• What is needed
Print the lines that run from the line with "pub fn perft_legal(color: Color, board: &Board, depth: u8)" to the line with "for mv in root_moves", keeping both end lines, exactly as they appear in the entries below, and nothing else.

Data records:
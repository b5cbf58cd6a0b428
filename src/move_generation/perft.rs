use std::sync::Arc;
use std::thread;

use crate::board::board::Board;
use crate::board::chess_types::Color;
use crate::move_generation::legal_move_checks::{is_checkmate, is_in_check};
use crate::move_generation::legal_move_generator::LegalMoveGenerator;
use crate::move_generation::move_generator::{GeneratedMove, MoveGenerator};

#[derive(Debug, Clone, Copy, Default, PartialEq, Eq)]
pub struct PerftCounts {
    pub nodes: usize,
    pub captures: usize,
    pub checks: usize,
    pub checkmates: usize,
}

impl PerftCounts {
    fn merge(&mut self, rhs: PerftCounts) {
        self.nodes += rhs.nodes;
        self.captures += rhs.captures;
        self.checks += rhs.checks;
        self.checkmates += rhs.checkmates;
    }
}

/// Leaf statistics of the legal move tree `depth` plies below `board`, with
/// `color` moving first.
pub fn perft<G: MoveGenerator>(generator: &G, color: Color, board: &Board, depth: u8) -> PerftCounts {
    if depth == 0 {
        return PerftCounts {
            nodes: 1,
            ..PerftCounts::default()
        };
    }

    let mut total = PerftCounts::default();
    for mv in generator.generate_legal_moves(color, board) {
        perft_recurse(generator, board, &mv, color, depth, 1, &mut total);
    }
    total
}

#[inline]
pub fn perft_legal(color: Color, board: &Board, depth: u8) -> PerftCounts {
    perft(&LegalMoveGenerator, color, board, depth)
}

/// One worker thread per root move.
pub fn perft_multi_threaded(
    generator: Arc<dyn MoveGenerator>,
    color: Color,
    board: &Board,
    depth: u8,
) -> PerftCounts {
    if depth == 0 {
        return PerftCounts {
            nodes: 1,
            ..PerftCounts::default()
        };
    }

    let root_moves = generator.generate_legal_moves(color, board);
    let mut handles = Vec::with_capacity(root_moves.len());

    for mv in root_moves {
        let generator_ref = Arc::clone(&generator);
        let before = board.clone();
        handles.push(thread::spawn(move || {
            let mut local = PerftCounts::default();
            perft_recurse(generator_ref.as_ref(), &before, &mv, color, depth, 1, &mut local);
            local
        }));
    }

    let mut total = PerftCounts::default();
    for handle in handles {
        match handle.join() {
            Ok(local) => total.merge(local),
            Err(panic) => std::panic::resume_unwind(panic),
        }
    }
    total
}

fn perft_recurse<G: MoveGenerator + ?Sized>(
    generator: &G,
    before: &Board,
    mv: &GeneratedMove,
    mover: Color,
    search_depth: u8,
    current_depth: u8,
    counts: &mut PerftCounts,
) {
    let after = &mv.board_after_move;

    if current_depth == search_depth {
        counts.nodes += 1;

        if !before.piece_at(mv.chess_move.destination).is_empty() {
            counts.captures += 1;
        }
        if is_in_check(mover.opposite(), after) {
            counts.checks += 1;
            if is_checkmate(mover.opposite(), after) {
                counts.checkmates += 1;
            }
        }
        return;
    }

    for child in generator.generate_legal_moves(mover.opposite(), after) {
        perft_recurse(
            generator,
            after,
            &child,
            mover.opposite(),
            search_depth,
            current_depth + 1,
            counts,
        );
    }
}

• Task solution
pub fn perft_legal(color: Color, board: &Board, depth: u8) -> PerftCounts {
    perft(&LegalMoveGenerator, color, board, depth)
}

/// One worker thread per root move.
pub fn perft_multi_threaded(
    generator: Arc<dyn MoveGenerator>,
    color: Color,
    board: &Board,
    depth: u8,
) -> PerftCounts {
    if depth == 0 {
        return PerftCounts {
            nodes: 1,
            ..PerftCounts::default()
        };
    }

    let root_moves = generator.generate_legal_moves(color, board);
    let mut handles = Vec::with_capacity(root_moves.len());

    for mv in root_moves {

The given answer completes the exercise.